With that said, my mom is not telling me no or that I'm not allowed to move out but, she grew up mennonite and her father did not allow her to move out until her and my father were married and they were financially stable enough to buy a home, my grandfather did not believe in wasting their money on renting something. So my mom has been trying to explain to me that moving out and renting a place out is a stupid plan because that is almost 1000 dollars a month that we could be saving to put towards a downpayment on a house. When, I am keeping in mind that if everything goes as planned at my boyfriend's walmart, he can make a maximum of an 80,000 bonus a year which we could just use for a downpayment on a house.

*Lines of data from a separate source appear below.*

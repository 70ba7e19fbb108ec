//! 数据模型模块

pub mod user;

pub use user::{LoginForm, RegisterForm, RegisterRequest, User, UserQuery, UserResponse};
//! 统一错误模型
//! 定义所有错误类型和错误响应格式

use axum::{
    http::StatusCode,
    response::{IntoResponse, Json, Response},
};
use serde::Serialize;
use thiserror::Error;

use crate::store::StoreError;

/// 应用错误类型
#[derive(Debug, Error)]
pub enum AppError {
    #[error("Database error: {0}")]
    Database(#[from] sqlx::Error),

    #[error("Configuration error: {0}")]
    Config(String),

    #[error("email already registered")]
    UserExists,

    #[error("Authentication failed")]
    Unauthorized,

    #[error("Access denied")]
    Forbidden,

    #[error("Resource not found")]
    NotFound,

    #[error("Invalid request: {0}")]
    BadRequest(String),

    #[error("Internal server error")]
    Internal,
}

impl AppError {
    /// 获取 HTTP 状态码
    pub fn status_code(&self) -> StatusCode {
        match self {
            AppError::UserExists => StatusCode::BAD_REQUEST,
            AppError::Unauthorized => StatusCode::UNAUTHORIZED,
            AppError::Forbidden => StatusCode::FORBIDDEN,
            AppError::NotFound => StatusCode::NOT_FOUND,
            AppError::BadRequest(_) => StatusCode::BAD_REQUEST,
            AppError::Database(_) | AppError::Config(_) | AppError::Internal => {
                StatusCode::INTERNAL_SERVER_ERROR
            }
        }
    }

    /// 获取用户友好的错误消息（不包含敏感信息）
    pub fn user_message(&self) -> String {
        match self {
            AppError::UserExists => "email already registered".to_string(),
            AppError::Unauthorized => "Authentication failed".to_string(),
            AppError::Forbidden => "Access denied".to_string(),
            AppError::NotFound => "Resource not found".to_string(),
            AppError::BadRequest(msg) => msg.clone(),
            AppError::Database(_) => "Database error occurred".to_string(),
            AppError::Config(_) => "Configuration error".to_string(),
            AppError::Internal => "Internal server error".to_string(),
        }
    }

    /// 获取错误码
    pub fn code(&self) -> u16 {
        self.status_code().as_u16()
    }
}

/// 错误响应 DTO
///
/// 对外的扁平格式: {"message": ..., "request_id": ...}
#[derive(Serialize)]
pub struct ErrorResponse {
    pub message: String,
    pub request_id: String,
}

impl IntoResponse for AppError {
    fn into_response(self) -> Response {
        let status = self.status_code();
        let request_id = uuid::Uuid::new_v4().to_string();

        // 记录错误日志
        tracing::error!(
            code = self.code(),
            message = %self,
            request_id = %request_id,
            "Application error"
        );

        let error_response = ErrorResponse {
            message: self.user_message(),
            request_id,
        };

        (status, Json(error_response)).into_response()
    }
}

/// 存储层错误转换：重复键是注册冲突，其余按数据库错误处理
impl From<StoreError> for AppError {
    fn from(e: StoreError) -> Self {
        match e {
            StoreError::Duplicate { .. } => AppError::UserExists,
            StoreError::NotFound => AppError::NotFound,
            StoreError::Database(e) => AppError::Database(e),
        }
    }
}

/// 从 String 转换为 AppError::Config
impl From<String> for AppError {
    fn from(s: String) -> Self {
        AppError::Config(s)
    }
}

/// 从 config::ConfigError 转换
impl From<config::ConfigError> for AppError {
    fn from(e: config::ConfigError) -> Self {
        AppError::Config(e.to_string())
    }
}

So, I understand where she is coming from but I do not believe that she understands me. I do not think that staying home for years upon years is going to teach me anything such as learning how to shop on a budget and getting bills out on time and ensuring that I keep up with cleaning my place and making sure dishes are clean and that even food is made so that my boyfriend and I can enjoy meals together. Plus, in this day and age, it is more common for couples to move out before marriage in order to ensure that the couple is compatible being together 24/7 and there is no way that I would commit to buying a home with a person that I am just "dating." Plus, my mom's best friend has a daughter that is married and her and her husband had moved out and lost all of their money and had to move back home so my mom is just nervous thats something like that would happen to me as well.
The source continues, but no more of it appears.